■ **Exercise**
A stretch of the entries below is to be set down exactly, running from the line with "the metric name." through the line with "A chart axis.", both included, and no other line.

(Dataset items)
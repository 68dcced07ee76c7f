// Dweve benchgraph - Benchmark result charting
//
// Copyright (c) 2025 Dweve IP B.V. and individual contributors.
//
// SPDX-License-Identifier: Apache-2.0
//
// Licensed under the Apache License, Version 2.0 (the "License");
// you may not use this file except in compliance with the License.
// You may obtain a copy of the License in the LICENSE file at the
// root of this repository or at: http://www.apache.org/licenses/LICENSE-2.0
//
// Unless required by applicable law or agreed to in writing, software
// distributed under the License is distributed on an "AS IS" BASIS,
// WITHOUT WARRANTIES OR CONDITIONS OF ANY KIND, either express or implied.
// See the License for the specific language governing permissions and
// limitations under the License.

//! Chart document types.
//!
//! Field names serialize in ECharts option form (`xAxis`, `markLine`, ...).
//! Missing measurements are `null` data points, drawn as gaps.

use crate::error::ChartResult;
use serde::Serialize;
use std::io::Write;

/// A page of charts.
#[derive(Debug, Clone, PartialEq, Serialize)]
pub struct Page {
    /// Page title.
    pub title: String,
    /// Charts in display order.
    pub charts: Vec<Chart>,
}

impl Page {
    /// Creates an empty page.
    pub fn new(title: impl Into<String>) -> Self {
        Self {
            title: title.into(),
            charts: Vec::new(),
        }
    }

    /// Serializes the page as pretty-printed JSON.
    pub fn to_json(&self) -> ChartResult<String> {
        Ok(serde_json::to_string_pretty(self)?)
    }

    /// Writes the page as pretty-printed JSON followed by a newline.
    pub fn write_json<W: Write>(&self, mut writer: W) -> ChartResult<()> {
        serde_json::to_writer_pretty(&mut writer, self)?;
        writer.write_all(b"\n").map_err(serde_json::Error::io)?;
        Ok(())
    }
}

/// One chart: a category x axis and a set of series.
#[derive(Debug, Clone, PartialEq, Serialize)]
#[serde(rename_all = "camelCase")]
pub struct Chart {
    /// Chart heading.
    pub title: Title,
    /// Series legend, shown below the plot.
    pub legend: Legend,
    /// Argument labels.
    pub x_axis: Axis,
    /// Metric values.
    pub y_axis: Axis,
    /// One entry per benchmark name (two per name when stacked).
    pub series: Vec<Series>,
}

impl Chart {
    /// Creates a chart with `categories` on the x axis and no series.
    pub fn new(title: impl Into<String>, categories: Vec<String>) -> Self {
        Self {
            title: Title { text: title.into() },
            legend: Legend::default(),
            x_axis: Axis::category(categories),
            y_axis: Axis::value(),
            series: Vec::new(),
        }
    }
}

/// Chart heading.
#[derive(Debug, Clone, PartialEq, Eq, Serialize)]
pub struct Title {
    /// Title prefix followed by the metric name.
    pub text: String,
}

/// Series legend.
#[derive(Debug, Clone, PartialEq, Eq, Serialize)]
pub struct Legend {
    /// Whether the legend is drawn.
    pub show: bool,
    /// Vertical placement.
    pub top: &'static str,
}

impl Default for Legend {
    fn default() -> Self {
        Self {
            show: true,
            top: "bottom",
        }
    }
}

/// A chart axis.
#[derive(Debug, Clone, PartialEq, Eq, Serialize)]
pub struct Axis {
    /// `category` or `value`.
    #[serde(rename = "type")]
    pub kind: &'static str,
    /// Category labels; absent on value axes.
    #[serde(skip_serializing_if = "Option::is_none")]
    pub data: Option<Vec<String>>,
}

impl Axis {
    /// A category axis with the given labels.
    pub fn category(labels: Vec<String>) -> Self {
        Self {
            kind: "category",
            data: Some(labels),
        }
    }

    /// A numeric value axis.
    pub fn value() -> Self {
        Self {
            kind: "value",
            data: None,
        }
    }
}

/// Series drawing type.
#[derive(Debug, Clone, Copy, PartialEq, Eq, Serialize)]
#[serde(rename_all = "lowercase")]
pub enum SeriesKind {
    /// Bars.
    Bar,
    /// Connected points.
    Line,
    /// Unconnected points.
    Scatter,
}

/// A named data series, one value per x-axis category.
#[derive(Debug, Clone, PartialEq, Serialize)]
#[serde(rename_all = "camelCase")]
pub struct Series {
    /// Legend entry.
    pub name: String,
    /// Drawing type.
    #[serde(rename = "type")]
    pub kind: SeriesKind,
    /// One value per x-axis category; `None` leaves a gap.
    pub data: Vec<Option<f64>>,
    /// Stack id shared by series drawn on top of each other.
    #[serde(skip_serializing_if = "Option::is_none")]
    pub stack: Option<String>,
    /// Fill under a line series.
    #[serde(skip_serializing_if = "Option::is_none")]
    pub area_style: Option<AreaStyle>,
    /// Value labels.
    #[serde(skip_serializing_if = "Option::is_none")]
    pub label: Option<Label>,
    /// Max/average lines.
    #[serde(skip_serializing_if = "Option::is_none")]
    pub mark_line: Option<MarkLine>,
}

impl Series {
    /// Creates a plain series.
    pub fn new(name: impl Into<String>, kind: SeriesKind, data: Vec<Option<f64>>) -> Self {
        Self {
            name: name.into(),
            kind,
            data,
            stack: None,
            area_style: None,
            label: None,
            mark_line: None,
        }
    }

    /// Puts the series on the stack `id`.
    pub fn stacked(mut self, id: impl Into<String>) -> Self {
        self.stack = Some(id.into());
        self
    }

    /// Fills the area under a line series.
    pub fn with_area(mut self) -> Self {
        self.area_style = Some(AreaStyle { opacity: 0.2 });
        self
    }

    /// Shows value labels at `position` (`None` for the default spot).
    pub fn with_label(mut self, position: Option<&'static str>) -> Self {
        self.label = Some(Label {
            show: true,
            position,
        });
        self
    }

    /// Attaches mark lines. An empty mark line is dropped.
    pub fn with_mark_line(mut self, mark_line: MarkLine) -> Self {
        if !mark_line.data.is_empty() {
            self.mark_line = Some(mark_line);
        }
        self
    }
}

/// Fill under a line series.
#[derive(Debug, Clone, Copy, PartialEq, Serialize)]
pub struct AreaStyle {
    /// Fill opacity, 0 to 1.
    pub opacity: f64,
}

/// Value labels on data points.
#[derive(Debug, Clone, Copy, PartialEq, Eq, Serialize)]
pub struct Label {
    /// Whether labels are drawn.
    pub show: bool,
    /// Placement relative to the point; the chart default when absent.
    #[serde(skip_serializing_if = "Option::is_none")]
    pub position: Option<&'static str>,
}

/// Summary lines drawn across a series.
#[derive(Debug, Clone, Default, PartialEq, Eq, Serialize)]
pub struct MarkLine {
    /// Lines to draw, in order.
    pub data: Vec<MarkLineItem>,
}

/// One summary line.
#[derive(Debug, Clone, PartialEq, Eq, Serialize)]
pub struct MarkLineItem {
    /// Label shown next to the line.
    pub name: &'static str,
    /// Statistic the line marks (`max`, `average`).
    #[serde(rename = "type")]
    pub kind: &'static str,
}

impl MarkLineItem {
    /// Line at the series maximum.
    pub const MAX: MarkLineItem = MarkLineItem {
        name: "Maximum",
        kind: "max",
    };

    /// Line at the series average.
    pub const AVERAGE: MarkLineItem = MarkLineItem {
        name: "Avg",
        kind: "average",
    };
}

■ **Exercise solution**
    /// Title prefix followed by the metric name.
    pub text: String,
}

/// Series legend.
#[derive(Debug, Clone, PartialEq, Eq, Serialize)]
pub struct Legend {
    /// Whether the legend is drawn.
    pub show: bool,
    /// Vertical placement.
    pub top: &'static str,
}

impl Default for Legend {
    fn default() -> Self {
        Self {
            show: true,
            top: "bottom",
        }
    }
}

/// A chart axis.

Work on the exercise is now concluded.